Thermodynamic, life cycle, and techno-economic assessment of an autothermal supercritical water gasification system for direct processing raw pig manure: Hydrogen generation and ammonia recovery

Supercritical water gasification (SCWG) exhibits an excellent potential for the conversion from pig manure (PM) to H2. However, the low solid content characteristic of raw PM and ammonia discharge significantly constrain the thermodynamic efficiency of SCWG. To address these limitations, a novel SCWG system was designed for simultaneous autothermal H2 production and ammonia recovery from raw PM. Thermodynamic analysis, life cycle, and techno-economic were carried out to assess system performance.

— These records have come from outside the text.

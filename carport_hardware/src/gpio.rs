//! rppal-backed digital lines for the Raspberry Pi header.
use carport_traits::{BoxError, GpioChip, InputLine, Level, OutputLine};
use rppal::gpio::{Gpio, InputPin, OutputPin};
use tracing::{debug, trace};

use crate::error::HwError;

#[inline]
fn to_rppal(level: Level) -> rppal::gpio::Level {
    match level {
        Level::Low => rppal::gpio::Level::Low,
        Level::High => rppal::gpio::Level::High,
    }
}

#[inline]
fn from_rppal(level: rppal::gpio::Level) -> Level {
    match level {
        rppal::gpio::Level::Low => Level::Low,
        rppal::gpio::Level::High => Level::High,
    }
}

/// The SoC GPIO bank. `None` when `/dev/gpiomem` could not be opened.
pub struct RppalChip {
    gpio: Option<Gpio>,
}

impl RppalChip {
    pub fn new() -> Self {
        match Gpio::new() {
            Ok(gpio) => Self { gpio: Some(gpio) },
            Err(e) => {
                tracing::warn!(error = %e, "gpio subsystem unavailable");
                Self { gpio: None }
            }
        }
    }

    fn pin(&self, pin: u8) -> Result<rppal::gpio::Pin, HwError> {
        let gpio = self
            .gpio
            .as_ref()
            .ok_or_else(|| HwError::GpioUnavailable("gpio chip not opened".into()))?;
        gpio.get(pin).map_err(|e| HwError::Gpio {
            pin,
            reason: e.to_string(),
        })
    }
}

impl Default for RppalChip {
    fn default() -> Self {
        Self::new()
    }
}

impl GpioChip for RppalChip {
    fn available(&self) -> bool {
        self.gpio.is_some()
    }

    fn request_output(&self, pin: u8) -> Result<Box<dyn OutputLine>, BoxError> {
        let mut out = self.pin(pin)?.into_output();
        // Relay idles de-energised.
        out.set_low();
        debug!(pin, "output line acquired");
        Ok(Box::new(RppalOutput { pin, out }))
    }

    fn request_input(&self, pin: u8) -> Result<Box<dyn InputLine>, BoxError> {
        let input = self.pin(pin)?.into_input();
        debug!(pin, "input line acquired");
        Ok(Box::new(RppalInput { pin, input }))
    }
}

struct RppalOutput {
    pin: u8,
    out: OutputPin,
}

impl OutputLine for RppalOutput {
    fn set_value(&mut self, level: Level) -> Result<(), BoxError> {
        trace!(pin = self.pin, %level, "set line");
        self.out.write(to_rppal(level));
        Ok(())
    }
}

struct RppalInput {
    pin: u8,
    input: InputPin,
}

impl InputLine for RppalInput {
    fn get_value(&mut self) -> Result<Level, BoxError> {
        let level = from_rppal(self.input.read());
        trace!(pin = self.pin, %level, "read line");
        Ok(level)
    }
}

Results indicated that the novel system exhibited exceptional adaptability to variations in concentration and mass flow of raw PM, with autothermal H2 production achieved even at low concentration of 10 %. Raw PM was converted into high-concentration slurries through pulping operations, thereby reducing exergy losses of gasification, heat exchange, and cooling units. Further, the system implemented an efficient ammonia recovery utilizing steam generated during the pulping stage. Under a typical scenario, energy efficiency, exergy efficiency, GWPs, and EP of the novel system reached 50.34 %, 45.99 %, 0.005 kgCO2-eq/kgH2, and 0.07 kgNO3--eq/kg H2, respectively. The levelized hydrogen cost of the new system was 15.81 CNY/kg. This study provides a valuable solution for autothermal SCWG of low-solid-content and high-nitrogen-content feedstocks to produce H2 and recover ammonia.